Os desafios do combate ao trabalho escravo no século XXI

Enviada em 23/11/2020

Na polis grega, o pagamento das despesas de um indivíduo pelo trabalho em condições análogas às escravas era um ato regular e banal, praticado por séculos, sendo denominado como escravidão por dívida. Durante o passar dos anos, as diferentes formas de escravidão vigoraram e na era pós-moderna não se alterou, mediante as várias políticas públicas que as combatem. Ademais, as condições insalubres e a falta de dignidade dos ambientes de ofício caracterizam os padrões escravistas. Desse modo, torna-se viável uma discussão sobre o referido empecilho.

Em primeiro plano, vale salientar que, no período colonial do Brasil, o regime escravista perdurou por séculos, atingindo o ápice da crueldade humana, e esse teve seu fim após o decreto de 1888, a famigerada Lei Áurea. Entretanto, na contemporaneidade, um fator que corroborou com a permanência desse problema é o baixo nível de escolaridade das comunidades indigentes, sendo que este impede os indivíduos de conquistar trabalhos bem remunerados, por causa da inferior realidade econômica dessas, atingindo, principalmente, as crianças, que são privadas do acesso à educação, o qual gera um ciclo e impossibilita a ascensão desse grupo social.

Ao analisar esse contexto, pode-se correlacionar as condições equivalentes às escravas da era contemporânea com os relatos do “poeta dos escravos”, Castro Alves, que, em sua poesia “Navio Negreiro”, descreve as crueldades e a situação patogênica dos negros escravizados daquela época. Com isso, expõe-se a relação da teoria do filósofo italiano Norberto Bobbio, que exprime os direitos e dignidade de todo ser humano, previstos na Declaração Universal dos Direitos Humanos - que faz alusão às vantagens e deveres de todos os indivíduos. E é pertinente frisar a luta contra as formas indecentes de trabalho, que é prejudicada pelo baixo incentivo fiscal por parte do governo.

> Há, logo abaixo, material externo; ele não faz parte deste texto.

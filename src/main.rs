//! blip - swipe through movies from your terminal
//!
//! # Usage
//!
//! ```bash
//! # Launch interactive TUI
//! blip
//!
//! # CLI mode (for automation)
//! blip discover --platforms netflix --limit 5
//! blip rate 603 watch
//! blip watchlist --all --json
//! ```

use std::io::{stdout, Stdout};
use std::time::Duration;

use anyhow::Result;
use clap::Parser;
use crossterm::{
    event::{self, Event, KeyEventKind},
    execute,
    terminal::{disable_raw_mode, enable_raw_mode, EnterAlternateScreen, LeaveAlternateScreen},
};
use ratatui::{backend::CrosstermBackend, Terminal};
use tokio::sync::mpsc::{self, UnboundedReceiver, UnboundedSender};
use tracing::{debug, info, warn};

use blip::api::BlipClient;
use blip::app::{App, AppEvent, Effect};
use blip::cli::{Cli, Command, ExitCode, Output};
use blip::commands;
use blip::config::{Config, Settings};
use blip::logging::{self, LogTarget};
use blip::ui;

/// Terminal type alias for convenience
type Tui = Terminal<CrosstermBackend<Stdout>>;

#[tokio::main]
async fn main() -> Result<()> {
    let cli = Cli::parse();

    let config = match &cli.config {
        Some(path) => Config::load_from(path),
        None => Config::load(),
    };
    let settings = config.resolve(cli.api_url.as_deref(), cli.user_id);

    if cli.is_cli_mode() {
        // Logging is best effort; a second init or an unwritable dir is not fatal
        let _ = logging::init(cli.verbose, cli.quiet, LogTarget::Stderr);

        let exit_code = run_cli(cli, &settings).await;
        std::process::exit(exit_code.into());
    } else {
        if let Some(dir) = logging::default_log_dir() {
            let _ = logging::init(cli.verbose, cli.quiet, LogTarget::File(dir));
        }
        run_tui(settings).await
    }
}

/// Run CLI command and return exit code
async fn run_cli(cli: Cli, settings: &Settings) -> ExitCode {
    let output = Output::new(&cli);
    debug!(api_url = %settings.api_url, user_id = settings.user_id, "cli mode");

    match cli.command {
        Some(Command::Discover(cmd)) => commands::discover_cmd(cmd, settings, &output).await,
        Some(Command::Rate(cmd)) => commands::rate_cmd(cmd, settings, &output).await,
        Some(Command::Watchlist(cmd)) => commands::watchlist_cmd(cmd, settings, &output).await,
        Some(Command::Platforms(cmd)) => commands::platforms_cmd(cmd, settings, &output).await,
        None => ExitCode::Success,
    }
}

// =============================================================================
// TUI Mode
// =============================================================================

/// Initialize the terminal for TUI mode
fn init_terminal() -> Result<Tui> {
    enable_raw_mode()?;
    let mut stdout = stdout();
    execute!(stdout, EnterAlternateScreen)?;
    let backend = CrosstermBackend::new(stdout);
    let terminal = Terminal::new(backend)?;
    Ok(terminal)
}

/// Restore terminal to normal state
fn restore_terminal(terminal: &mut Tui) -> Result<()> {
    disable_raw_mode()?;
    execute!(terminal.backend_mut(), LeaveAlternateScreen)?;
    terminal.show_cursor()?;
    Ok(())
}

/// Run interactive TUI
async fn run_tui(settings: Settings) -> Result<()> {
    info!(api_url = %settings.api_url, user_id = settings.user_id, "starting tui");

    let client = BlipClient::new(&settings.api_url, settings.user_id);
    let mut app = App::new(settings.platforms);
    app.start();

    let mut terminal = init_terminal()?;
    let result = run_event_loop(&mut terminal, &mut app, &client).await;

    // Always restore terminal, even on error
    restore_terminal(&mut terminal)?;

    result
}

/// Main event loop - handles input, runs effects, applies their results
async fn run_event_loop(terminal: &mut Tui, app: &mut App, client: &BlipClient) -> Result<()> {
    const TICK_RATE: Duration = Duration::from_millis(100);

    let (tx, mut rx) = mpsc::unbounded_channel();

    while app.running {
        for effect in app.take_effects() {
            spawn_effect(client.clone(), effect, tx.clone());
        }

        drain_events(app, &mut rx);

        terminal.draw(|frame| ui::render(frame, app))?;

        // Poll for input with a timeout so finished tasks get picked up
        if event::poll(TICK_RATE)? {
            if let Event::Key(key) = event::read()? {
                // Only handle key press events (ignore releases on Windows)
                if key.kind == KeyEventKind::Press {
                    app.handle_key(key);
                }
            }
        }
    }

    Ok(())
}

/// Apply every finished result without blocking
fn drain_events(app: &mut App, rx: &mut UnboundedReceiver<AppEvent>) {
    while let Ok(event) = rx.try_recv() {
        app.handle_event(event);
    }
}

/// Run an effect on a task, reporting back through `tx`
fn spawn_effect(client: BlipClient, effect: Effect, tx: UnboundedSender<AppEvent>) {
    tokio::spawn(async move {
        match effect {
            Effect::Discover { request, platforms } => {
                let result = client.discover(&platforms).await;
                let _ = tx.send(AppEvent::Discovered(request, result));
            }
            Effect::RecordOpinion { movie_id, opinion } => {
                // Fire and forget: the card is already gone
                if let Err(e) = client.record_opinion(movie_id, opinion).await {
                    warn!(movie_id, %opinion, error = %e, "failed to record opinion");
                }
            }
            Effect::Watchlist(request) => {
                let result = client.watchlist(request.page).await;
                let _ = tx.send(AppEvent::WatchlistLoaded(request, result));
            }
        }
    });
}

Tendo em vista a problemática exposta, medidas que se referem ao cumprimento das leis trabalhistas devem ser executadas. Urge, portanto, que o Estado guarneça, por intermédio do Ministério da Mulher, da Família e dos Direitos Humanos, uma melhor estrutura no sistema de fiscalização, para que este possa, de forma tempestiva e fidedigna, impossibilitar a continuidade das atrocidades propostas pela escravidão. A sociedade, também, tem sua parcela de culpa, por isso, ela deve auxiliar na campanha de combate ao trabalho escravo, impulsionando e alertando sobre os riscos e prevenções às formas de escravidão, por meio de discursos nos veículos midiáticos e intervenções na falha fiscalização às firmas. Destarte, quiçá, alcançar-se-á o fim do trabalho em condições análogas às escravas.